What the exercise asks: The answer must consist of every line in the data below that holds the word "EntryStatus".
*** Begin section ***
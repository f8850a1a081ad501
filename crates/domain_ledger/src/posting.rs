//! Posting rules
//!
//! Deterministic journal templates mapping business events to balanced
//! debit/credit line sets. Each rule receives already-validated business
//! facts from the application layer (amounts, principal/interest splits)
//! and produces an auto-posted entry through the journal engine:
//!
//! | Event              | Debit                     | Credit                          |
//! |--------------------|---------------------------|---------------------------------|
//! | Loan disbursement  | Loan Receivable (1810)    | Cash (1010, branch-preferring)  |
//! | Loan repayment     | Cash                      | Loan Receivable + Interest Income (4010) |
//! | Savings deposit    | Cash                      | Savings Deposits (by product)   |
//! | Savings withdrawal | Savings Deposits          | Cash                            |
//! | Fee collection     | Cash                      | Fee Income (by fee type)        |

use chrono::NaiveDate;

use core_kernel::{BranchId, ClientId, LoanId, Money, SavingsAccountId, StaffId, TransactionId};

use crate::chart::{
    FeeType, SavingsProductType, CASH_IN_HAND, INTEREST_INCOME_LOANS, LOAN_RECEIVABLE_PRINCIPAL,
};
use crate::engine::JournalEngine;
use crate::entry::{EntryDraft, EntryType, JournalEntry, LineSpec};
use crate::error::LedgerError;

/// Loan facts needed to post disbursements and repayments
#[derive(Debug, Clone)]
pub struct LoanFacts {
    pub loan: LoanId,
    pub loan_number: String,
    pub client: ClientId,
    pub client_name: String,
    pub branch: BranchId,
    pub principal: Money,
    pub disbursement_date: NaiveDate,
}

/// Savings account facts needed to post deposits and withdrawals
#[derive(Debug, Clone)]
pub struct SavingsFacts {
    pub account: SavingsAccountId,
    pub account_number: String,
    pub client: ClientId,
    pub client_name: String,
    pub branch: BranchId,
    pub product_type: SavingsProductType,
}

/// Posts a loan disbursement
///
/// Dr 1810 Loan Receivable - Principal, Cr Cash, for the loan principal.
pub fn post_loan_disbursement(
    engine: &mut JournalEngine,
    loan: &LoanFacts,
    disbursed_by: StaffId,
) -> Result<JournalEntry, LedgerError> {
    let draft = EntryDraft::new(
        EntryType::LoanDisbursement,
        loan.disbursement_date,
        loan.branch,
        format!("Loan Disbursement: {}", loan.loan_number),
        disbursed_by,
    )
    .with_reference(loan.loan_number.clone())
    .for_loan(loan.loan)
    .line(
        LineSpec::debit(LOAN_RECEIVABLE_PRINCIPAL, loan.principal)
            .with_description(format!("Loan disbursement to {}", loan.client_name))
            .for_client(loan.client),
    )
    .line(
        LineSpec::credit(CASH_IN_HAND, loan.principal)
            .with_description(format!("Cash paid for loan {}", loan.loan_number))
            .for_client(loan.client),
    );

    engine.create_entry(draft).cloned()
}

/// Posts a loan repayment, split into principal and interest
///
/// Dr Cash for the full amount; Cr 1810 for the principal portion and
/// Cr 4010 Interest Income for the interest portion. The split comes from
/// the loan's live amortization state and is re-validated here: the
/// portions must sum exactly to the amount received.
///
/// # Errors
///
/// `SplitMismatch` if `principal_portion + interest_portion != amount`.
#[allow(clippy::too_many_arguments)]
pub fn post_loan_repayment(
    engine: &mut JournalEngine,
    loan: &LoanFacts,
    amount: Money,
    principal_portion: Money,
    interest_portion: Money,
    processed_by: StaffId,
    transaction: TransactionId,
    transaction_ref: &str,
    transaction_date: NaiveDate,
) -> Result<JournalEntry, LedgerError> {
    let split = principal_portion.checked_add(&interest_portion)?;
    if split.amount() != amount.amount() {
        return Err(LedgerError::SplitMismatch {
            amount: amount.amount(),
            principal: principal_portion.amount(),
            interest: interest_portion.amount(),
        });
    }

    let mut draft = EntryDraft::new(
        EntryType::LoanRepayment,
        transaction_date,
        loan.branch,
        format!("Loan Repayment: {}", loan.loan_number),
        processed_by,
    )
    .with_reference(transaction_ref)
    .for_transaction(transaction)
    .for_loan(loan.loan)
    .line(
        LineSpec::debit(CASH_IN_HAND, amount)
            .with_description(format!("Loan repayment from {}", loan.client_name))
            .for_client(loan.client),
    );

    if principal_portion.is_positive() {
        draft = draft.line(
            LineSpec::credit(LOAN_RECEIVABLE_PRINCIPAL, principal_portion)
                .with_description(format!("Principal repayment for loan {}", loan.loan_number))
                .for_client(loan.client),
        );
    }
    if interest_portion.is_positive() {
        draft = draft.line(
            LineSpec::credit(INTEREST_INCOME_LOANS, interest_portion)
                .with_description(format!("Interest income from loan {}", loan.loan_number))
                .for_client(loan.client),
        );
    }

    engine.create_entry(draft).cloned()
}

/// Posts a savings deposit
///
/// Dr Cash, Cr the liability account selected by the savings product type.
pub fn post_savings_deposit(
    engine: &mut JournalEngine,
    savings: &SavingsFacts,
    amount: Money,
    processed_by: StaffId,
    transaction: TransactionId,
    transaction_ref: &str,
    transaction_date: NaiveDate,
) -> Result<JournalEntry, LedgerError> {
    let liability_code = savings.product_type.liability_account_code();

    let draft = EntryDraft::new(
        EntryType::SavingsDeposit,
        transaction_date,
        savings.branch,
        format!("Savings Deposit: {}", savings.account_number),
        processed_by,
    )
    .with_reference(transaction_ref)
    .for_transaction(transaction)
    .for_savings(savings.account)
    .line(
        LineSpec::debit(CASH_IN_HAND, amount)
            .with_description(format!("Savings deposit from {}", savings.client_name))
            .for_client(savings.client),
    )
    .line(
        LineSpec::credit(liability_code, amount)
            .with_description(format!("Deposit to account {}", savings.account_number))
            .for_client(savings.client),
    );

    engine.create_entry(draft).cloned()
}

/// Posts a savings withdrawal
///
/// Dr the product's liability account, Cr Cash.
pub fn post_savings_withdrawal(
    engine: &mut JournalEngine,
    savings: &SavingsFacts,
    amount: Money,
    processed_by: StaffId,
    transaction: TransactionId,
    transaction_ref: &str,
    transaction_date: NaiveDate,
) -> Result<JournalEntry, LedgerError> {
    let liability_code = savings.product_type.liability_account_code();

    let draft = EntryDraft::new(
        EntryType::SavingsWithdrawal,
        transaction_date,
        savings.branch,
        format!("Savings Withdrawal: {}", savings.account_number),
        processed_by,
    )
    .with_reference(transaction_ref)
    .for_transaction(transaction)
    .for_savings(savings.account)
    .line(
        LineSpec::debit(liability_code, amount)
            .with_description(format!("Withdrawal from account {}", savings.account_number))
            .for_client(savings.client),
    )
    .line(
        LineSpec::credit(CASH_IN_HAND, amount)
            .with_description(format!("Cash paid to {}", savings.client_name))
            .for_client(savings.client),
    );

    engine.create_entry(draft).cloned()
}

/// Posts a fee collection
///
/// Dr Cash, Cr the income account selected by the fee type.
#[allow(clippy::too_many_arguments)]
pub fn post_fee_collection(
    engine: &mut JournalEngine,
    fee_type: FeeType,
    amount: Money,
    client: ClientId,
    client_name: &str,
    branch: BranchId,
    processed_by: StaffId,
    transaction: TransactionId,
    transaction_ref: &str,
    transaction_date: NaiveDate,
) -> Result<JournalEntry, LedgerError> {
    let income_code = fee_type.income_account_code();

    let draft = EntryDraft::new(
        EntryType::FeeCollection,
        transaction_date,
        branch,
        format!("Fee Collection: {}", fee_type.display_name()),
        processed_by,
    )
    .with_reference(transaction_ref)
    .for_transaction(transaction)
    .line(
        LineSpec::debit(CASH_IN_HAND, amount)
            .with_description(format!("{} from {}", fee_type.display_name(), client_name))
            .for_client(client),
    )
    .line(
        LineSpec::credit(income_code, amount)
            .with_description(format!("{} income", fee_type.display_name()))
            .for_client(client),
    );

    engine.create_entry(draft).cloned()
}

#[cfg(test)]
mod tests {
    use super::*;
    use crate::entry::EntryStatus;
    use rust_decimal_macros::dec;

    fn loan_facts(branch: BranchId) -> LoanFacts {
        LoanFacts {
            loan: LoanId::new(),
            loan_number: "LN-2025-00042".to_string(),
            client: ClientId::new(),
            client_name: "Amina Yusuf".to_string(),
            branch,
            principal: Money::naira(dec!(50000)),
            disbursement_date: NaiveDate::from_ymd_opt(2025, 7, 1).unwrap(),
        }
    }

    #[test]
    fn test_disbursement_template() {
        let mut engine = JournalEngine::with_standard_chart();
        let branch = BranchId::new();
        let entry = post_loan_disbursement(&mut engine, &loan_facts(branch), StaffId::new()).unwrap();

        assert_eq!(entry.entry_type, EntryType::LoanDisbursement);
        assert_eq!(entry.status, EntryStatus::Posted);
        assert_eq!(entry.lines.len(), 2);
        assert_eq!(entry.lines[0].gl_code, "1810");
        assert_eq!(entry.lines[0].debit_amount.amount(), dec!(50000));
        assert_eq!(entry.lines[1].gl_code, "1010");
        assert_eq!(entry.lines[1].credit_amount.amount(), dec!(50000));
    }

    #[test]
    fn test_repayment_split_must_reconcile() {
        let mut engine = JournalEngine::with_standard_chart();
        let branch = BranchId::new();
        let result = post_loan_repayment(
            &mut engine,
            &loan_facts(branch),
            Money::naira(dec!(1000)),
            Money::naira(dec!(700)),
            Money::naira(dec!(200)),
            StaffId::new(),
            TransactionId::new(),
            "TXN-1",
            NaiveDate::from_ymd_opt(2025, 8, 1).unwrap(),
        );

        assert!(matches!(result, Err(LedgerError::SplitMismatch { .. })));
        assert!(engine.entries().is_empty());
    }
}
*** End section ***
Output below:
    use crate::entry::EntryStatus;
        assert_eq!(entry.status, EntryStatus::Posted);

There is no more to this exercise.